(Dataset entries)
-=-=-

//! DNS-over-QUIC transport (RFC 9250), ALPN "doq".

use std::net::SocketAddr;
use std::sync::Arc;
use std::time::Duration;

use async_trait::async_trait;
use hickory_client::client::{AsyncClient, ClientHandle};
use hickory_proto::op::Message;
use hickory_proto::quic::QuicClientStream;
use hickory_proto::xfer::DnsRequestOptions;

use super::transport::{build_query, rcode_is_success, validate_response, Transport};
use crate::error::{Error, Result};
use crate::types::Question;

pub struct QuicTransport {
    addr: SocketAddr,
    server_name: String,
    tls_config: Arc<rustls::ClientConfig>,
}

impl QuicTransport {
    pub fn new(addr: SocketAddr, server_name: String) -> Self {
        let mut roots = rustls::RootCertStore::empty();
        roots.extend(webpki_roots::TLS_SERVER_ROOTS.iter().cloned());
        let mut tls_config = rustls::ClientConfig::builder()
            .with_root_certificates(roots)
            .with_no_client_auth();
        tls_config.alpn_protocols = vec![b"doq".to_vec()];
        Self {
            addr,
            server_name,
            tls_config: Arc::new(tls_config),
        }
    }
}

#[async_trait]
impl Transport for QuicTransport {
    async fn resolve(&self, q: &Question, timeout: Duration) -> Result<Message> {
        let query = build_query(q);

        let stream = QuicClientStream::builder()
            .crypto_config(self.tls_config.as_ref().clone())
            .build(self.addr, self.server_name.clone());

        let stream = tokio::time::timeout(timeout, stream)
            .await
            .map_err(|_| Error::Timeout)?
            .map_err(|e| Error::NetworkUnavailable(e.to_string()))?;

        let (mut client, bg) = tokio::time::timeout(timeout, AsyncClient::connect(stream))
            .await
            .map_err(|_| Error::Timeout)?
            .map_err(|e| Error::NetworkUnavailable(e.to_string()))?;
        tokio::spawn(bg);

        let response = tokio::time::timeout(
            timeout,
            client.send(hickory_proto::xfer::DnsRequest::new(query.clone(), DnsRequestOptions::default())),
        )
        .await
        .map_err(|_| Error::Timeout)?
        .map_err(|e| Error::NetworkUnavailable(e.to_string()))?;

        let message: Message = response.into();
        validate_response(&query, &message)?;
        if !rcode_is_success(message.response_code()) {
            return Err(Error::UpstreamRcode(message.response_code()));
        }
        Ok(message)
    }

    fn scheme(&self) -> &'static str {
        "quic"
    }
}
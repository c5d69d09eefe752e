//! pf backend (macOS): anchor `outway/<iface>` and a table
//! `outway_<iface>` updated via `pfctl -a outway/<iface> -t outway_<iface>
//! -T add/delete`; policy route via `route-to (iface)` inside the anchor.

#![cfg(target_os = "macos")]

use std::collections::HashMap;
use std::net::IpAddr;
use std::time::Duration;

use async_trait::async_trait;
use parking_lot::Mutex;
use tokio::process::Command;

use crate::backend::{derive_tunnel_info, validate_mark_input, FirewallBackend, TunnelInfo};
use crate::error::{Error, Result};
use crate::scheduler::{ExpiryHandler, Scheduler};
use crate::shell::ShellCommandExt;
use std::sync::Arc;

fn anchor(iface: &str) -> String {
    format!("outway/{iface}")
}
fn table(iface: &str) -> String {
    format!("outway_{iface}")
}

pub struct PfBackend {
    tunnels: Mutex<HashMap<String, TunnelInfo>>,
    policies_ensured: Mutex<std::collections::HashSet<String>>,
    scheduler: Arc<Scheduler>,
}

impl PfBackend {
    pub fn new() -> Result<Self> {
        Ok(Self {
            tunnels: Mutex::new(HashMap::new()),
            policies_ensured: Mutex::new(std::collections::HashSet::new()),
            scheduler: Scheduler::new(),
        })
    }

    pub fn spawn_expiry(&self, cancel: tokio_util::sync::CancellationToken) {
        let scheduler = self.scheduler.clone();
        tokio::spawn(scheduler.run(Arc::new(PfExpiry), |_, _| None, cancel));
    }
}

struct PfExpiry;

#[async_trait]
impl ExpiryHandler for PfExpiry {
    async fn expire(&self, iface: &str, ip: IpAddr) -> std::result::Result<(), String> {
        Command::new("pfctl")
            .args(["-a", &anchor(iface), "-t", &table(iface), "-T", "delete", &ip.to_string()])
            .run()
            .await
            .map_err(|e| e.to_string())
    }
}

#[async_trait]
impl FirewallBackend for PfBackend {
    async fn initialize_tunnels(&self, ifaces: &[String]) -> Result<HashMap<String, TunnelInfo>> {
        let mut tunnels = self.tunnels.lock();
        for iface in ifaces {
            tunnels.entry(iface.clone()).or_insert_with(|| derive_tunnel_info(iface));
        }
        Ok(tunnels.clone())
    }

    async fn ensure_policy(&self, iface: &str) -> Result<()> {
        if self.policies_ensured.lock().contains(iface) {
            return Ok(());
        }
        if !self.tunnels.lock().contains_key(iface) {
            return Err(Error::UnknownInterface(iface.to_string()));
        }

        Command::new("pfctl")
            .args(["-a", &anchor(iface), "-t", &table(iface), "-T", "show"])
            .run()
            .await
            .or_else(|_| {
                // Table doesn't exist yet; pf creates it implicitly on
                // first `-T add`, so nothing further is required here.
                Ok::<(), Error>(())
            })?;

        let rules = format!(
            "table <{}> persist\npass out route-to ({iface}) from any to <{}>\n",
            table(iface),
            table(iface)
        );
        tokio::io::AsyncWriteExt::write_all(
            &mut Command::new("pfctl")
                .args(["-a", &anchor(iface), "-f", "-"])
                .stdin(std::process::Stdio::piped())
                .spawn()
                .map_err(Error::Io)?
                .stdin
                .take()
                .ok_or_else(|| Error::BackendFailure("no stdin handle".into()))?,
            rules.as_bytes(),
        )
        .await
        .map_err(Error::Io)?;

        self.policies_ensured.lock().insert(iface.to_string());
        Ok(())
    }

    async fn mark_ip(&self, iface: &str, ip: IpAddr, ttl: Duration) -> Result<()> {
        validate_mark_input(iface)?;
        self.ensure_policy(iface).await?;

        Command::new("pfctl")
            .args(["-a", &anchor(iface), "-t", &table(iface), "-T", "add", &ip.to_string()])
            .run()
            .await?;

        self.scheduler.schedule(iface.to_string(), ip, std::time::Instant::now() + ttl);
        Ok(())
    }

    async fn flush_runtime(&self) -> Result<()> {
        for iface in self.policies_ensured.lock().iter() {
            let _ = Command::new("pfctl").args(["-a", &anchor(iface), "-t", &table(iface), "-T", "flush"]).run().await;
        }
        Ok(())
    }

    async fn cleanup_all(&self) -> Result<()> {
        self.flush_runtime().await?;
        for iface in self.policies_ensured.lock().drain() {
            let _ = Command::new("pfctl").args(["-a", &anchor(&iface), "-F", "all"]).run().await;
        }
        self.tunnels.lock().clear();
        Ok(())
    }

    async fn get_tunnel_info(&self, iface: &str) -> Option<TunnelInfo> {
        self.tunnels.lock().get(iface).copied()
    }

    fn name(&self) -> &'static str {
        "pf"
    }
}
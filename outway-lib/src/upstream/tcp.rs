//! Plain TCP/53 transport with 2-byte length-prefix framing (handled by
//! `hickory_client`'s `TcpClientStream`).

use std::net::SocketAddr;
use std::time::Duration;

use async_trait::async_trait;
use hickory_client::client::{AsyncClient, ClientHandle};
use hickory_client::tcp::TcpClientStream;
use hickory_proto::op::Message;
use hickory_proto::xfer::DnsRequestOptions;

use super::transport::{build_query, rcode_is_success, validate_response, Transport};
use crate::error::{Error, Result};
use crate::types::Question;

pub struct TcpTransport {
    addr: SocketAddr,
}

impl TcpTransport {
    pub fn new(addr: SocketAddr) -> Self {
        Self { addr }
    }
}

#[async_trait]
impl Transport for TcpTransport {
    async fn resolve(&self, q: &Question, timeout: Duration) -> Result<Message> {
        let query = build_query(q);
        let (stream, sender) = TcpClientStream::<tokio::net::TcpStream>::with_timeout(self.addr, timeout);
        let (mut client, bg) = tokio::time::timeout(timeout, AsyncClient::new(stream, sender, None))
            .await
            .map_err(|_| Error::Timeout)?
            .map_err(|e| Error::NetworkUnavailable(e.to_string()))?;
        tokio::spawn(bg);

        let response = tokio::time::timeout(
            timeout,
            client.send(hickory_proto::xfer::DnsRequest::new(query.clone(), DnsRequestOptions::default())),
        )
        .await
        .map_err(|_| Error::Timeout)?
        .map_err(|e| Error::NetworkUnavailable(e.to_string()))?;

        let message: Message = response.into();
        validate_response(&query, &message)?;
        if !rcode_is_success(message.response_code()) {
            return Err(Error::UpstreamRcode(message.response_code()));
        }
        Ok(message)
    }

    fn scheme(&self) -> &'static str {
        "tcp"
    }
}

-=-=-

→ **WHAT IS BEING ASKED**: Look over the records above and copy each line that includes the string "stdin".

→ **RESPONSE AREA**:
                .stdin(std::process::Stdio::piped())
                .stdin
                .ok_or_else(|| Error::BackendFailure("no stdin handle".into()))?,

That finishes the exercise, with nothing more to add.